You have various knobs to control what happens on write failures, both
on the source and on the destination (on-source-error and
on-target-error) as well as how synchronized the image will be
(MirrorCopyMode of background vs. write-blocking - but only since 3.0).
Between those knobs, you should be able to control whether a failure to
write to the backup image halts the guest or merely halts the job. But
yes, I/O issued by the guest to a cluster currently being serviced by
the backup code can result in longer write completion times from the
guest's perspective on those clusters.
>
>
>>> 2. Is the backup consistent? Are the drive file-systems quiesced on
>> backup?
>>> (Assuming no!)
>>
>> If you want the file systems quiesced on backup, then merely bracket
>> your transaction that kicks off the drive-backup inside guest-agent
>> commands that freeze and thaw the disk. So, consistency is not default
>> (because it requires trusting the guest), but is possible.
>>
>>
> Ok. Method 2 below would not even be required if both the above issues can
> be solved.
>
>>>
>>> *I cannot do this because drive-backup doesnot allow bitmap and node that
>>> the bitmap is attached to, to be different. :( *
>>
>> It might, as long as the bitmap is found on the backing chain (I'm a bit
>> fuzzier on that case, but KNOW that for pull-mode backups, my libvirt
>> code is definitely relying on being able to access the bitmap from the
>> backing file of the BDS being exported over NBD).
>>
>>
> Sorry. I dont get this. So lets say this was the drive-1 I had. A(raw) <---
> B (qcow2) . @suman(cc'ed) created a bitmap(bitmap1) on device:drive-1 ,
> then took a snapshot of it. At this point the chain would be something like
> A(raw) <-- B(qcow2 - snapshot) <--- C(qcow2 - live). Would the bitmap
> that was created on drive-1 still be attached to #nodeB or would it be
> attached to #nodeC. Would it have all the dirty blocks from "bitmap-add to
> now" or would it only have dirty blocks from "bitmap-add to snapshot".
> If the bitmap's now attached to live drive-1( i.e, nodeC) it would have all
> the dirty blocks, but then can i do a drive-backup(bitmap1, src=#nodeB).
We are still exploring how external snapshots should interact with
bitmaps (the low level building blocks may or may not already be present
in qemu 3.1, but libvirt certainly hasn't been coded to use them to
actually prove what works, as I'm still struggling to get the
incremental backups without external snapshot code in libvirt first). At
the moment, when you create nodeC, the bitmap in node B effectively
becomes read-only (no more writes to nodeB, so the bitmap doesn't change
content). You can, at the time you create nodeC but before wiring it
into the chain using blockdev-add, also create another bitmap living in
nodeC, such that when you then perform the snapshots, writes to nodeC
are tracked in the new bitmap.
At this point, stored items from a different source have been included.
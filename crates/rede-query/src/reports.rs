//! Report filter engine.
//!
//! Two partner report modes (health and other areas) plus a direct exam
//! search. All filters are conjunctive: each set criterion narrows the
//! candidate set, an unset one is a no-op. Categorical filters (category,
//! city, kind, niche, status) match exactly; free-text service and exam
//! searches are case-insensitive.
//!
//! Matching partners keep the seed-data insertion order; only the sub-rows
//! of each partner card are narrowed to what the filter asked about.

use rede_core::entities::{Exam, Partner, Professional, ProfessionalLink};
use rede_core::enums::{Category, Status};
use rede_store::NetworkStore;

use crate::error::ReportError;

/// Status criterion for partner reports.
#[derive(Debug, Clone, Copy, PartialEq, Eq)]
pub enum StatusFilter {
    /// Bypass the status predicate entirely ("Todos").
    All,
    Only(Status),
}

impl StatusFilter {
    const fn matches(self, status: Status) -> bool {
        match self {
            Self::All => true,
            Self::Only(wanted) => matches!(
                (wanted, status),
                (Status::Ativo, Status::Ativo) | (Status::Inativo, Status::Inativo)
            ),
        }
    }
}

impl Default for StatusFilter {
    /// Reports default to active partners only.
    fn default() -> Self {
        Self::Only(Status::Ativo)
    }
}

/// Filters for the health partner report (category fixed to Saúde).
#[derive(Debug, Clone, Default)]
pub struct HealthReportFilter {
    pub professional_id: Option<String>,
    pub partner_kind: Option<String>,
    pub niche: Option<String>,
    pub service: Option<String>,
    pub city: Option<String>,
    pub status: StatusFilter,
}

/// Filters for the "other areas" partner report. A category is mandatory;
/// niche and subcategory drill down through the taxonomy.
#[derive(Debug, Clone, Default)]
pub struct OtherReportFilter {
    pub category: Option<Category>,
    pub niche: Option<String>,
    pub subcategory: Option<String>,
    pub city: Option<String>,
    pub status: StatusFilter,
}

/// The two partner report modes.
#[derive(Debug, Clone)]
pub enum PartnerReportFilter {
    Health(HealthReportFilter),
    Other(OtherReportFilter),
}

/// Exam report criteria: a mandatory search term, optionally scoped to one
/// city.
#[derive(Debug, Clone, Default)]
pub struct ExamReportQuery {
    pub term: String,
    pub city: Option<String>,
}
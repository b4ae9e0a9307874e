use thiserror::Error;

#[derive(Debug, Error)]
pub enum ExportError {
    /// Exporting requires a generated, non-empty partner report.
    #[error("there is no report data to export")]
    EmptyReport,
}
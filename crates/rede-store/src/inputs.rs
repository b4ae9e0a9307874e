//! Input structs for store mutations.
//!
//! Drafts carry the fields a creation dialog collects; updates carry the
//! fields the edit dialog exposes, each optional so unset fields are left
//! untouched. `Option<Option<String>>` distinguishes "leave alone" from
//! "clear".

use serde::Serialize;

use rede_core::enums::{Category, Status};

/// Fields collected by the "new partner" dialog.
#[derive(Debug, Clone, Serialize)]
pub struct PartnerDraft {
    pub name: String,
    pub category: Category,
    pub kind: String,
    pub cnpj: String,
    pub contact: String,
    pub city: String,
    pub address: String,
    pub niche: String,
    pub logo_url: Option<String>,
}

/// Fields exposed by the partner edit dialog.
#[derive(Debug, Clone, Default, Serialize)]
pub struct PartnerUpdate {
    #[serde(skip_serializing_if = "Option::is_none")]
    pub name: Option<String>,
    #[serde(skip_serializing_if = "Option::is_none")]
    pub cnpj: Option<String>,
    #[serde(skip_serializing_if = "Option::is_none")]
    pub contact: Option<String>,
    #[serde(skip_serializing_if = "Option::is_none")]
    pub city: Option<String>,
    #[serde(skip_serializing_if = "Option::is_none")]
    pub address: Option<String>,
    #[serde(skip_serializing_if = "Option::is_none")]
    pub logo_url: Option<Option<String>>,
}

/// Fields collected by the "new professional" dialog.
#[derive(Debug, Clone, Serialize)]
pub struct ProfessionalDraft {
    pub name: String,
    pub register: String,
    pub specialty: String,
}

/// Fields exposed by the professional edit dialog.
#[derive(Debug, Clone, Default, Serialize)]
pub struct ProfessionalUpdate {
    #[serde(skip_serializing_if = "Option::is_none")]
    pub name: Option<String>,
    #[serde(skip_serializing_if = "Option::is_none")]
    pub register: Option<String>,
    #[serde(skip_serializing_if = "Option::is_none")]
    pub specialty: Option<String>,
}

/// Commercial terms of an affiliation link (all free text).
#[derive(Debug, Clone, Default, Serialize)]
pub struct LinkTerms {
    pub price: String,
    pub discount: String,
    pub observation: String,
}

/// Fields collected by the exam dialog (used for both create and edit;
/// the dialog always submits the full field set).
#[derive(Debug, Clone, Serialize)]
pub struct ExamDraft {
    pub name: String,
    pub nomenclature: String,
    pub discount: String,
    pub observations: String,
    pub status: Status,
    pub professional_id: Option<String>,
}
To track all changes from the time that
bitmap1 was first created, you'd need to be able to merge the bits set
in bitmap1 of nodeB plus the bits set in the bitmap in nodeC. Qemu does
not automatically move bitmaps from one image to another, so it really
does boil down to whether we have enough other mechanisms for merging
bitmaps from cross-image sources.
>
> If the bitmap stays attached to ( nodeB), it would have only dirty blocks
> till the point snapshot C is created. But this is a problem, as a backup
> workflow/program shouldnot restrict users from creating other snapshots.
Not a problem if you also create a bitmap every time you take an
external snapshot, and then piece together bitmaps as needed to collect
all changes between the point in time of interest and the present.
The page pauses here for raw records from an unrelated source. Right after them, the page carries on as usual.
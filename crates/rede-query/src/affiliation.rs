//! Affiliation joins: a partner's linked professionals and, conversely, a
//! professional's partner affiliations.
//!
//! Joins are permissive: a link whose professional was deleted is still
//! returned, with the professional side carried as `None` so callers can
//! surface the dangling state instead of dropping the row.

use rede_core::entities::{Exam, Partner, Professional, ProfessionalLink};
use rede_core::enums::Status;
use rede_core::errors::CoreError;
use rede_store::NetworkStore;

/// One row of a partner's affiliation list.
#[derive(Debug, Clone, PartialEq, Eq)]
pub struct LinkedProfessional {
    pub link: ProfessionalLink,
    /// `None` when the link's professional reference dangles.
    pub professional: Option<Professional>,
}

/// One row of a professional's affiliation list: the partner, the link terms,
/// and the partner's active services attributed to this professional.
#[derive(Debug, Clone, PartialEq, Eq)]
pub struct Affiliation {
    pub partner: Partner,
    pub link: ProfessionalLink,
    pub services: Vec<Exam>,
}

/// A partner's links joined with the linked professionals, sorted
/// alphabetically by professional name; dangling links sort last.
pub fn partner_affiliations(
    store: &NetworkStore,
    partner_id: &str,
) -> Result<Vec<LinkedProfessional>, CoreError> {
    let partner = store.partner(partner_id)?;
    let mut rows: Vec<LinkedProfessional> = partner
        .affiliated_professionals
        .iter()
        .map(|link| LinkedProfessional {
            link: link.clone(),
            professional: store.professional(&link.professional_id).ok().cloned(),
        })
        .collect();
    rows.sort_by(|a, b| match (&a.professional, &b.professional) {
        (Some(a), Some(b)) => a.name.cmp(&b.name),
        (Some(_), None) => std::cmp::Ordering::Less,
        (None, Some(_)) => std::cmp::Ordering::Greater,
        (None, None) => std::cmp::Ordering::Equal,
    });
    Ok(rows)
}

/// Every partner a professional is linked to, with the link terms and the
/// partner's active services attributed to that professional, sorted
/// alphabetically by partner name.
pub fn professional_affiliations(
    store: &NetworkStore,
    professional_id: &str,
) -> Result<Vec<Affiliation>, CoreError> {
    let professional = store.professional(professional_id)?;
    let mut rows: Vec<Affiliation> = Vec::new();
    for partner in store.partners() {
        for link in &partner.affiliated_professionals {
            if link.professional_id == professional.id {
                let services = partner
                    .exams
                    .iter()
                    .filter(|e| {
                        e.professional_id.as_deref() == Some(professional_id)
                            && e.status == Status::Ativo
                    })
                    .cloned()
                    .collect();
                rows.push(Affiliation {
                    partner: partner.clone(),
                    link: link.clone(),
                    services,
                });
            }
        }
    }
    rows.sort_by(|a, b| a.partner.name.cmp(&b.partner.name));
    Ok(rows)
}

#[cfg(test)]
mod tests {
    use super::*;
    use chrono::{TimeZone, Utc};
    use pretty_assertions::assert_eq;

    fn store() -> NetworkStore {
        NetworkStore::seeded(Utc.with_ymd_and_hms(2026, 8, 1, 12, 0, 0).unwrap())
    }

    #[test]
    fn partner_rows_carry_professional_details() {
        let store = store();
        let rows = partner_affiliations(&store, "est-1").unwrap();
        assert_eq!(rows.len(), 1);
        let prof = rows[0].professional.as_ref().unwrap();
        assert_eq!(prof.name, "Dr. João Silva");
        assert_eq!(rows[0].link.price, "R$ 200,00");
    }

    #[test]
    fn dangling_link_is_kept_with_no_professional() {
        let mut store = store();
        store.delete_professional("prof-1").unwrap();
        let rows = partner_affiliations(&store, "est-1").unwrap();
        assert_eq!(rows.len(), 1);
        assert_eq!(rows[0].professional, None);
    }

    #[test]
    fn dangling_links_sort_after_named_ones() {
        let mut store = store();
        store
            .create_link("est-1", "prof-2", rede_store::LinkTerms::default())
            .unwrap();
        store.delete_professional("prof-1").unwrap();
        let rows = partner_affiliations(&store, "est-1").unwrap();
        assert!(rows[0].professional.is_some());
        assert_eq!(rows[1].professional, None);
    }

    #[test]
    fn professional_side_collects_all_partners_sorted_by_name() {
        let store = store();
        // prof-1 is linked to est-1 (Clínica Sorriso Feliz) and est-4 (Orto Center).
        let rows = professional_affiliations(&store, "prof-1").unwrap();
        assert_eq!(rows.len(), 2);
        assert_eq!(rows[0].partner.name, "Clínica Sorriso Feliz");
        assert_eq!(rows[1].partner.name, "Orto Center");
    }

    #[test]
    fn services_are_active_and_attributed_only() {
        let store = store();
        let rows = professional_affiliations(&store, "prof-1").unwrap();
        let sorriso = &rows[0];
        // est-1 has four exams; three active ones attributed to prof-1, one
        // inactive unassigned.
        assert_eq!(sorriso.services.len(), 3);
        assert!(sorriso.services.iter().all(|e| e.status == Status::Ativo));
    }

    #[test]
    fn unknown_professional_is_not_found() {
        let store = store();
        assert!(professional_affiliations(&store, "prof-999").is_err());
    }
}
//! Seed dataset for the RedePro network.
//!
//! The mock data the dashboard boots with. Registration timestamps are
//! offsets from an injected reference instant so tests can pin them; the
//! activity log is sorted newest-first after construction.

use chrono::{DateTime, Duration, Months, Utc};

use rede_core::entities::{ActivityLogEntry, Exam, Partner, Professional, ProfessionalLink};
use rede_core::enums::{ActivityAction, Category, Status};
use rede_core::niches::NicheTree;

use crate::store::ADMIN_USER;

/// Everything a [`crate::NetworkStore`] starts from.
pub struct SeedData {
    pub partners: Vec<Partner>,
    pub professionals: Vec<Professional>,
    pub activity_log: Vec<ActivityLogEntry>,
    pub niche_tree: NicheTree,
    /// First counter value for newly minted IDs.
    pub next_id: u64,
}

impl SeedData {
    /// No entities, standard taxonomy.
    #[must_use]
    pub fn empty() -> Self {
        Self {
            partners: Vec::new(),
            professionals: Vec::new(),
            activity_log: Vec::new(),
            niche_tree: NicheTree::standard(),
            next_id: 1,
        }
    }

    /// The standard mock dataset: ten partners, nine professionals, eleven
    /// activity entries.
    #[must_use]
    pub fn mock(now: DateTime<Utc>) -> Self {
        let partners = mock_partners(now);
        let professionals = mock_professionals(now);
        let mut activity_log = mock_activity_log(now);
        activity_log.sort_by(|a, b| b.timestamp.cmp(&a.timestamp));

        Self {
            partners,
            professionals,
            activity_log,
            niche_tree: NicheTree::standard(),
            next_id: 1,
        }
    }
}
> Backup workflow can take additional snapshots as done in method2 above if
> it wants, and then remove the snapshot once the backup job is done. I guess
> this problem would be there for the pull based model as well. I am
> currently trying my workflow on an rhev cluster, and i donot want my backup
> workflow to interfere with snapshots triggered from rhevm/ovirt.
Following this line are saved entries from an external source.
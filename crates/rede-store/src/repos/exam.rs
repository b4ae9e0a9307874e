//! Exam/service repository: a partner's service catalog with optional
//! professional attribution.

use rede_core::entities::Exam;
use rede_core::enums::{ActivityAction, Status};
use rede_core::errors::CoreError;
use rede_core::ids::PREFIX_EXAM;

use crate::inputs::ExamDraft;
use crate::store::NetworkStore;

/// Label used whenever a service carries no (or a dangling) professional.
const UNASSIGNED: &str = "Não atribuído";

/// An exam joined with the display name of its attributed professional.
#[derive(Debug, Clone, PartialEq, Eq)]
pub struct ExamWithProfessional {
    pub exam: Exam,
    pub professional_name: String,
}

impl NetworkStore {
    /// Add a service to a partner's catalog.
    pub fn create_exam(&mut self, partner_id: &str, draft: ExamDraft) -> Result<Exam, CoreError> {
        let label = self.attribution_label(draft.professional_id.as_deref());
        let id = self.next_id(PREFIX_EXAM);
        let exam = {
            let partner = self.partner_mut(partner_id)?;
            let exam = Exam {
                id,
                name: draft.name,
                nomenclature: draft.nomenclature,
                discount: draft.discount,
                observations: draft.observations,
                status: draft.status,
                professional_id: draft.professional_id,
            };
            partner.exams.push(exam.clone());
            exam
        };
        self.log_activity(
            Some(partner_id),
            exam.professional_id.as_deref(),
            ActivityAction::ServiceCreated,
            format!(
                "O serviço '{}' foi adicionado. Profissional: {label}.",
                exam.name
            ),
        );
        Ok(exam)
    }

    /// Replace all editable fields of a service, keeping its id.
    pub fn update_exam(
        &mut self,
        partner_id: &str,
        exam_id: &str,
        draft: ExamDraft,
    ) -> Result<Exam, CoreError> {
        let label = self.attribution_label(draft.professional_id.as_deref());
        let updated = {
            let partner = self.partner_mut(partner_id)?;
            let exam = partner
                .exams
                .iter_mut()
                .find(|e| e.id == exam_id)
                .ok_or_else(|| CoreError::not_found("exam", exam_id))?;
            exam.name = draft.name;
            exam.nomenclature = draft.nomenclature;
            exam.discount = draft.discount;
            exam.observations = draft.observations;
            exam.status = draft.status;
            exam.professional_id = draft.professional_id;
            exam.clone()
        };
        self.log_activity(
            Some(partner_id),
            updated.professional_id.as_deref(),
            ActivityAction::ServiceUpdated,
            format!(
                "O serviço '{}' foi atualizado. Profissional: {label}.",
                updated.name
            ),
        );
        Ok(updated)
    }

    /// Flip a service between Ativo and Inativo.
    pub fn toggle_exam_status(
        &mut self,
        partner_id: &str,
        exam_id: &str,
    ) -> Result<Exam, CoreError> {
        let updated = {
            let partner = self.partner_mut(partner_id)?;
            let exam = partner
                .exams
                .iter_mut()
                .find(|e| e.id == exam_id)
                .ok_or_else(|| CoreError::not_found("exam", exam_id))?;
            exam.status = exam.status.toggled();
            exam.clone()
        };
        let action = if updated.status.is_active() {
            ActivityAction::ServiceActivated
        } else {
            ActivityAction::ServiceDeactivated
        };
        self.log_activity(
            Some(partner_id),
            None,
            action,
            format!(
                "O serviço '{}' foi marcado como {}.",
                updated.name,
                updated.status.as_str().to_lowercase()
            ),
        );
        Ok(updated)
    }

    /// Remove a service from the partner's catalog.
    pub fn delete_exam(&mut self, partner_id: &str, exam_id: &str) -> Result<Exam, CoreError> {
        let removed = {
            let partner = self.partner_mut(partner_id)?;
            let idx = partner
                .exams
                .iter()
                .position(|e| e.id == exam_id)
                .ok_or_else(|| CoreError::not_found("exam", exam_id))?;
            partner.exams.remove(idx)
        };
        self.log_activity(
            Some(partner_id),
            None,
            ActivityAction::ServiceDeleted,
            format!("O serviço '{}' foi excluído.", removed.name),
        );
        Ok(removed)
    }

    /// A partner's services filtered by a case-insensitive substring over
    /// name and nomenclature, each joined with its attribution label.
    pub fn search_partner_exams(
        &self,
        partner_id: &str,
        term: &str,
    ) -> Result<Vec<ExamWithProfessional>, CoreError> {
        let partner = self.partner(partner_id)?;
        let term = term.trim().to_lowercase();
        Ok(partner
            .exams
            .iter()
            .filter(|e| {
                term.is_empty()
                    || e.name.to_lowercase().contains(&term)
                    || e.nomenclature.to_lowercase().contains(&term)
            })
            .map(|e| ExamWithProfessional {
                exam: e.clone(),
                professional_name: self.attribution_label(e.professional_id.as_deref()),
            })
            .collect())
    }

    fn attribution_label(&self, professional_id: Option<&str>) -> String {
        professional_id
            .and_then(|id| self.professional(id).ok())
            .map_or_else(|| UNASSIGNED.to_string(), |p| p.name.clone())
    }
}
use std::collections::{HashMap, HashSet};

use rusqlite::{Connection, OptionalExtension};
use tracing::{debug, warn};

use crate::context::MergeContext;
use crate::idmap::{self, new_ids_map};

const PLACEHOLDER_IMAGE: &str = "filer_dummy/placeholder.png";
const PLACEHOLDER_FILE: &str = "filer_dummy/placeholder.txt";

/// Sources are read-only, so files with a missing storage path cannot be
/// repaired in place. Record their ids here and substitute a placeholder
/// when the file rows are copied over.
pub fn fix_broken_files(ctx: &mut MergeContext) -> anyhow::Result<()> {
    for (name, source) in &ctx.sources {
        let mut stmt = source.prepare(
            "SELECT id FROM files WHERE storage_path IS NULL OR storage_path = ''",
        )?;
        let broken = stmt
            .query_map([], |row| row.get::<_, i64>(0))?
            .collect::<Result<HashSet<_>, _>>()?;
        if !broken.is_empty() {
            warn!(source = %name, count = broken.len(), "found files without stored content");
        }
        ctx.broken_files.insert(name.clone(), broken);
    }
    Ok(())
}

/// Each source's folder tree lands under a synthetic root folder named after
/// the connection, so merged trees from different databases never collide.
/// Within a parent, folders deduplicate by name.
pub fn merge_folders(ctx: &mut MergeContext) -> anyhow::Result<()> {
    let MergeContext {
        target,
        sources,
        maps,
        ..
    } = ctx;
    let names: Vec<String> = sources.iter().map(|(n, _)| n.clone()).collect();
    let mut map = new_ids_map(names.iter().map(String::as_str));

    for (name, source) in sources.iter() {
        let root_id = ensure_folder(target, None, &capitalize(name), None, None)?;

        let mut stmt =
            source.prepare("SELECT id, parent_id, name, owner_id, created_at FROM folders")?;
        let folders = stmt
            .query_map([], |row| {
                Ok(FolderRow {
                    id: row.get(0)?,
                    parent_id: row.get(1)?,
                    name: row.get(2)?,
                    owner_id: row.get(3)?,
                    created_at: row.get(4)?,
                })
            })?
            .collect::<Result<Vec<_>, _>>()?;
        drop(stmt);

        let mut children: HashMap<Option<i64>, Vec<&FolderRow>> = HashMap::new();
        for folder in &folders {
            children.entry(folder.parent_id).or_default().push(folder);
        }

        // Walk the tree top-down; a folder is only visited once its parent
        // has a target id.
        let mut queue: Vec<(Option<i64>, i64)> = vec![(None, root_id)];
        while let Some((source_parent, local_parent)) = queue.pop() {
            for folder in children.get(&source_parent).into_iter().flatten() {
                let owner = folder
                    .owner_id
                    .and_then(|id| idmap::lookup(&maps.users, name, id));
                let local_id = ensure_folder(
                    target,
                    Some(local_parent),
                    &folder.name,
                    owner,
                    folder.created_at.as_deref(),
                )?;
                idmap::record(&mut map, name, folder.id, local_id);
                queue.push((Some(folder.id), local_id));
            }
        }
    }

    maps.folders = map;
    Ok(())
}

struct FolderRow {
    id: i64,
    parent_id: Option<i64>,
    name: String,
    owner_id: Option<i64>,
    created_at: Option<String>,
}

fn ensure_folder(
    conn: &Connection,
    parent_id: Option<i64>,
    name: &str,
    owner_id: Option<i64>,
    created_at: Option<&str>,
) -> anyhow::Result<i64> {
    let existing: Option<i64> = conn
        .query_row(
            "SELECT id FROM folders WHERE parent_id IS ? AND name = ?",
            (parent_id, name),
            |row| row.get(0),
        )
        .optional()?;
    if let Some(id) = existing {
        return Ok(id);
    }
    conn.execute(
        "INSERT INTO folders(parent_id, name, owner_id, created_at) VALUES(?, ?, ?, ?)",
        (parent_id, name, owner_id, created_at),
    )?;
    Ok(conn.last_insert_rowid())
}

struct FileRow {
    id: i64,
    folder_id: Option<i64>,
    kind: String,
    name: String,
    storage_path: String,
    sha1: String,
    owner_id: Option<i64>,
    modified_at: Option<String>,
}

/// Files deduplicate on `(folder, sha1)`. Newest first, so when a source
/// carries several copies of the same content in one folder, the most
/// recently modified row becomes the canonical one.
pub fn merge_files(ctx: &mut MergeContext) -> anyhow::Result<()> {
    let MergeContext {
        target,
        sources,
        maps,
        broken_files,
        ..
    } = ctx;
    let names: Vec<String> = sources.iter().map(|(n, _)| n.clone()).collect();
    let mut map = new_ids_map(names.iter().map(String::as_str));

    let mut existing: HashMap<(Option<i64>, String), i64> = HashMap::new();
    let mut stmt = target.prepare("SELECT id, folder_id, sha1 FROM files")?;
    let rows = stmt.query_map([], |row| {
        Ok((row.get::<_, i64>(0)?, row.get(1)?, row.get(2)?))
    })?;
    for row in rows {
        let (id, folder_id, sha1) = row?;
        existing.insert((folder_id, sha1), id);
    }
    drop(stmt);

    for (name, source) in sources.iter() {
        let broken = broken_files.get(name);
        let mut stmt = source.prepare(
            "SELECT id, folder_id, kind, name, COALESCE(storage_path, ''), sha1, owner_id,
                    modified_at
             FROM files ORDER BY modified_at DESC",
        )?;
        let files = stmt
            .query_map([], |row| {
                Ok(FileRow {
                    id: row.get(0)?,
                    folder_id: row.get(1)?,
                    kind: row.get(2)?,
                    name: row.get(3)?,
                    storage_path: row.get(4)?,
                    sha1: row.get(5)?,
                    owner_id: row.get(6)?,
                    modified_at: row.get(7)?,
                })
            })?
            .collect::<Result<Vec<_>, _>>()?;
        drop(stmt);

        for mut file in files {
            if broken.is_some_and(|ids| ids.contains(&file.id)) {
                let placeholder = if file.kind == "image" {
                    PLACEHOLDER_IMAGE
                } else {
                    PLACEHOLDER_FILE
                };
                debug!(source = %name, file_id = file.id, placeholder, "patching broken file");
                file.storage_path = placeholder.to_string();
            }

            let folder = file
                .folder_id
                .and_then(|id| idmap::lookup(&maps.folders, name, id));
            let owner = file
                .owner_id
                .and_then(|id| idmap::lookup(&maps.users, name, id));

            let key = (folder, file.sha1.clone());
            let local_id = match existing.get(&key) {
                Some(id) => *id,
                None => {
                    target.execute(
                        "INSERT INTO files(folder_id, kind, name, storage_path, sha1, owner_id,
                                           modified_at)
                         VALUES(?, ?, ?, ?, ?, ?, ?)",
                        (
                            folder,
                            &file.kind,
                            &file.name,
                            &file.storage_path,
                            &file.sha1,
                            owner,
                            &file.modified_at,
                        ),
                    )?;
                    let local_id = target.last_insert_rowid();
                    existing.insert(key, local_id);
                    local_id
                }
            };
            idmap::record(&mut map, name, file.id, local_id);
        }

        // Image dimensions ride along with their file row.
        let mut stmt = source.prepare("SELECT file_id, width, height FROM images")?;
        let images = stmt
            .query_map([], |row| {
                Ok((
                    row.get::<_, i64>(0)?,
                    row.get::<_, i64>(1)?,
                    row.get::<_, i64>(2)?,
                ))
            })?
            .collect::<Result<Vec<_>, _>>()?;
        drop(stmt);
        for (file_id, width, height) in images {
            if let Some(local_file) = idmap::lookup(&map, name, file_id) {
                target.execute(
                    "INSERT OR IGNORE INTO images(file_id, width, height) VALUES(?, ?, ?)",
                    (local_file, width, height),
                )?;
            }
        }
    }

    maps.files = map;
    Ok(())
}

fn capitalize(name: &str) -> String {
    let mut chars = name.chars();
    match chars.next() {
        Some(first) => first.to_uppercase().collect::<String>() + chars.as_str(),
        None => String::new(),
    }
}

#[cfg(test)]
mod tests {
    use super::*;

    #[test]
    fn capitalize_first_letter_only() {
        assert_eq!(capitalize("alfa"), "Alfa");
        assert_eq!(capitalize("Beta"), "Beta");
        assert_eq!(capitalize(""), "");
    }
}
"Incremental backup" means only the data that changed since the last
backup (which can either be done via a single bitmap or by treating all
external snapshot creation operations as a backup point in time);
"differential backup" is the more powerful term that means tracking
MULTIPLE points in time (in my libvirt code, by having a chain of
multiple bitmaps, and then piecing together the right set of bitmaps as
needed). But yes, it sounds like you want differential backups, by
piecing together bitmaps over multiple points in time, and where you
take care to freeze one bitmap and create a new one at any point in time
where you want to be able to track changes since that point in time
(whether kicking off a backup job, or doing an external snapshot).
>> To
>>> either fail the whole backup or succeed(when multiple drives are
>> present),
>>> i can use completion-mode = grouped. But then i cant combine them as its
>>> not supported. i.e, do a
>>> Transaction{drive-backup(drive1), dirty-bitmap-add(drive1,
>>> bitmap1),drive-backup(drive2), dirty-bitmap-add(drive2, bitmap1),
>>> completion-mode=grouped}.
>>
>> What error message are you getting? I'm not surprised if
>> completion-mode=grouped isn't playing nicely with bitmaps in
>> transactions, although that should be something that we should fix.
>>
>
> error says grouped completion-mode not allowed with command
> 'drity-bitmap-add'
>
The other thing to consider is whether you really need
completion-mode=grouped, or whether you can instead use push-mode
backups with a temporary backup. But again, that won't help you prior
to qemu 3.1, where you don't have easy access to creating/merging
bitmaps on the fly. The approach I'm using in libvirt is that since
qemu's push-mode backup success destroys the old state of the bitmap,
that I instead create a temporary bitmap, merge the real bitmap into the
temporary bitmap (in a transaction), then kick off the backup job. If
the backup job succeeds, delete the temporary bitmap, all is well; if it
fails, then merge the temporary bitmap back into the real bitmap, but at
the end of the day, by managing the bitmaps myself instead of letting
qemu auto-manage them, I did not have to rely on completion-mode=grouped
in order to get sane failure handling of push-mode backups across
multiple disks. (Well, truth be told, that's the part of the libvirt
code that I did NOT have working at KVM Forum, and where I still have
not posted a working demo to the libvirt list in the meantime - so far,
I have only demo'd pull-mode backups, and not push-mode, because I am
still playing with how libvirt will make push-mode work reliably).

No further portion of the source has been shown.